In November 2015, MSMC received a request from First Mennonite Church of Denver to consider Good for ordination. According to conference moderator Karen Cox, this request set in motion a yearlong discernment process, during which MSMC sought counsel from congregations and leaders across the conference and throughout MC USA. The conference received over 100 letters of counsel, and members of the conference’s ministerial council, which leads the credentialing process, spent time praying over each of them. In August, MSMC’s leadership board and ministerial council affirmed ordaining Good by a vote of 93 percent.

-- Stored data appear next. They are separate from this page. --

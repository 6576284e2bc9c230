//! Logging bootstrap tests
//!
//! The global subscriber can only be installed once per process, so these
//! tests check that repeated initialization is harmless rather than
//! inspecting output.

use mqtt_event_client::observability::logging::{init_default_logging, init_logging, LogFormat};
use mqtt_event_client::{dispatch_span, mqtt_span};
use tracing::Level;

#[test]
fn test_repeated_initialization_is_harmless() {
    init_logging(Level::DEBUG, LogFormat::Compact, false);
    init_logging(Level::INFO, LogFormat::Json, true);

    temp_env::with_vars(
        [
            ("LOG_LEVEL", Some("trace")),
            ("LOG_FORMAT", Some("pretty")),
            ("LOG_SPANS", Some("true")),
        ],
        init_default_logging,
    );

    tracing::info!(topic = "User/Registration/Add", "logging still works");
}

#[test]
fn test_span_macros_build_named_spans() {
    init_logging(Level::INFO, LogFormat::Json, false);

    let mqtt = mqtt_span!(client_id = "test-client");
    let dispatch = dispatch_span!(topic = "User/Registration/Add", qos = 1);

    if let Some(metadata) = mqtt.metadata() {
        assert_eq!(metadata.name(), "mqtt_operation");
    }
    if let Some(metadata) = dispatch.metadata() {
        assert_eq!(metadata.name(), "dispatch");
    }
}
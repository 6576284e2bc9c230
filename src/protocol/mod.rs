//! Wire-level types: messages, topics and the event codec
//!
//! Everything in here is pure. No module in `protocol` performs I/O.

pub mod codec;
pub mod events;
pub mod messages;
pub mod topics;

pub use codec::{DecodeError, Event, JsonCodec, ValidationError};
pub use events::{UserRegistrationEvent, USER_REGISTRATION_TOPIC};
pub use messages::*;
pub use topics::*;
#[cfg(test)]
mod tests {
    use super::*;
    use std::collections::HashMap;

    fn lookup_from(vars: &[(&str, &str)]) -> impl Fn(&str) -> Option<String> {
        let vars: HashMap<String, String> = vars
            .iter()
            .map(|(k, v)| (k.to_string(), v.to_string()))
            .collect();
        move |name: &str| vars.get(name).cloned()
    }

    #[test]
    fn test_credentials_resolved() {
        let config = ClientConfig::test_config();
        assert_eq!(config.broker.host_url, "mqtt://localhost:1883");
        assert_eq!(config.broker.username, "test-user");
        assert_eq!(config.broker.password, "test-pass");
    }

    #[test]
    fn test_each_credential_is_required() {
        let all = [
            (HOST_URL_ENV, "mqtt://localhost:1883"),
            (USERNAME_ENV, "user"),
            (PASSWORD_ENV, "pass"),
        ];

        for missing in [HOST_URL_ENV, USERNAME_ENV, PASSWORD_ENV] {
            let vars: Vec<_> = all.iter().copied().filter(|(k, _)| *k != missing).collect();
            let result = ClientConfig::default().with_credentials_from(lookup_from(&vars));

            match result {
                Err(ConfigError::EnvVarNotFound(name)) => assert_eq!(name, missing),
                other => panic!("expected missing {missing}, got {other:?}"),
            }
        }
    }

    #[test]
    fn test_blank_credential_counts_as_missing() {
        let result = ClientConfig::default().with_credentials_from(lookup_from(&[
            (HOST_URL_ENV, "mqtt://localhost:1883"),
            (USERNAME_ENV, "  "),
            (PASSWORD_ENV, "pass"),
        ]));
        assert!(matches!(result, Err(ConfigError::EnvVarNotFound(name)) if name == USERNAME_ENV));
    }

    #[test]
    fn test_invalid_host_url() {
        for url in ["not a url", "http://localhost:1883"] {
            let result = ClientConfig::default().with_credentials_from(lookup_from(&[
                (HOST_URL_ENV, url),
                (USERNAME_ENV, "user"),
                (PASSWORD_ENV, "pass"),
            ]));
            assert!(
                matches!(result, Err(ConfigError::InvalidConfig(_))),
                "{url} should be rejected"
            );
        }
    }

    #[test]
    fn test_tuning_sections_parse() {
        let toml_content = r#"
[broker]
client_id = "consumer-1"
keep_alive_secs = 30

[reconnect]
max_attempts = 4
initial_delay_ms = 50
max_delay_ms = 400

[dispatch]
worker_pool_size = 2
handler_timeout_ms = 1500
ack_policy = "redeliver"
max_redeliveries = 5
"#;

        let config: ClientConfig = toml::from_str(toml_content).unwrap();
        assert_eq!(config.broker.client_id.as_deref(), Some("consumer-1"));
        assert_eq!(config.broker.keep_alive_secs, 30);
        assert_eq!(config.broker.connect_timeout_ms, 10_000);
        assert_eq!(config.reconnect.max_attempts, 4);
        assert_eq!(config.dispatch.worker_pool_size, 2);
        assert_eq!(config.dispatch.queue_capacity, 64);

        let dispatch = config.dispatch.dispatch_config();
        assert_eq!(dispatch.handler_timeout, Some(Duration::from_millis(1500)));
        assert_eq!(
            dispatch.ack_policy,
            AckPolicy::Redeliver {
                max_redeliveries: 5
            }
        );

        let policy = config.reconnect.policy().unwrap();
        assert_eq!(policy.max_attempts, 4);
        assert_eq!(policy.max_delay, Duration::from_millis(400));
    }

    #[test]
    fn test_credentials_in_file_are_ignored() {
        let toml_content = r#"
[broker]
host_url = "mqtt://from-file:1883"
"#;
        // serde(skip) fields are never read from the file
        let config: ClientConfig = toml::from_str(toml_content).unwrap();
        assert!(config.broker.host_url.is_empty());
    }

    #[test]
    fn test_reconnect_disabled_has_no_policy() {
        let section = ReconnectSection {
            enabled: false,
            ..Default::default()
        };
        assert!(section.policy().is_none());
    }

    #[test]
    fn test_invalid_reconnect_delays() {
        let mut config = ClientConfig::test_config();
        config.reconnect.max_delay_ms = 10;
        config.reconnect.initial_delay_ms = 100;
        assert!(matches!(
            config.validate(),
            Err(ConfigError::InvalidConfig(_))
        ));

        config.reconnect.enabled = false;
        assert!(config.validate().is_ok());
    }

    #[test]
    fn test_generated_client_ids_are_unique() {
        let broker = BrokerSection::default();
        assert_ne!(broker.resolve_client_id(), broker.resolve_client_id());

        let fixed = BrokerSection {
            client_id: Some("fixed".to_string()),
            ..Default::default()
        };
        assert_eq!(fixed.resolve_client_id(), "fixed");
    }
}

“We are working to follow the Spirit of God in our midst,” said Cox. “I realize not everyone in MSMC is
on board with this, but the bylaws give the ministerial counsel the authority to discern credentialing and ordination of people.”
Speakers at the Dec. 11 service included Wise and Isaac Villegas, pastor of Chapel Hill (N.C.) Mennonite Fellowship. Villegas first met Good during a worship service at the MC USA convention in Kansas City when she served him Communion. Following convention, Villegas wrote a public letter to Good, affirming her ministry, and Good responded. Following this public exchange, CHMF invited Good to come preach and lead the congregation in Communion. In May, Villegas’ own pastoral credentials were suspended by Virginia Mennonite Conference and he resigned from the Executive Board after performing a same-sex wedding ceremony.
“I wanted to be involved in Theda’s ordination to celebrate her ministry because I realize that ordination is a way of recognizing that the Holy Spirit is at work in somebody’s life and in their ministry and I’m grateful for the way MSMC and First Mennonite in Denver have already recognized Theda’s ministry and want to honor her in this way,” said Villegas in a Dec. 9 phone interview. “I’m just grateful to be a part of that recognition of what the Spirit has done, is doing and will do in her life.”
Villegas preached a sermon based on the lectionary text for the day, Mary’s Magnificat, Luke 1:46-55. Villegas used Mary’s statement “My soul magnifies the Lord” to explore the role of a minister.
“I wanted to think about how the call upon somebody’s life as a minister when they are ordained is to be invited to magnify the lord through their work in the church and the world and to point out the signs of God’s mercy in our lives,” he said.
Wise also affirmed Good’s call to ministry and ordination. “Somehow in spite of the many trials and disappointments and challenges that have presented themselves, Theda has managed to hold fast to her identity, to her faith, her compassion, her heart. She has been so patient and so gently persistent and so generous in her openness and care. Theda, you are amazing and so deserving of this moment.”
Good herself prefers to keep a low profile and wishes her ordination were not “newsworthy.”
“I think of myself as an ordinary person who has found my gifts and calling to be in pastoral ministry. I am grateful to the congregation at First Mennonite Church of Denver, who has called and affirmed me as one of their pastors,” wrote Good, in a Dec. 9 email.
Good also sees a broader stirring of God’s Spirit happening in MC USA and beyond. “Next year will mark the 500th anniversary of the Protestant Reformation, which began when Martin Luther nailed his 95 theses to the Wittenberg Church door. The shift that event created has had a profound and lasting impact on many of our faith traditions in the Protestant as well as the Catholic Church. I believe we are in another seismic shift. What is God’s Spirit saying to the church today? What is our invitation to pay attention to in how we creatively grow in our spiritual formation for the 21st century? I believe God is still speaking.”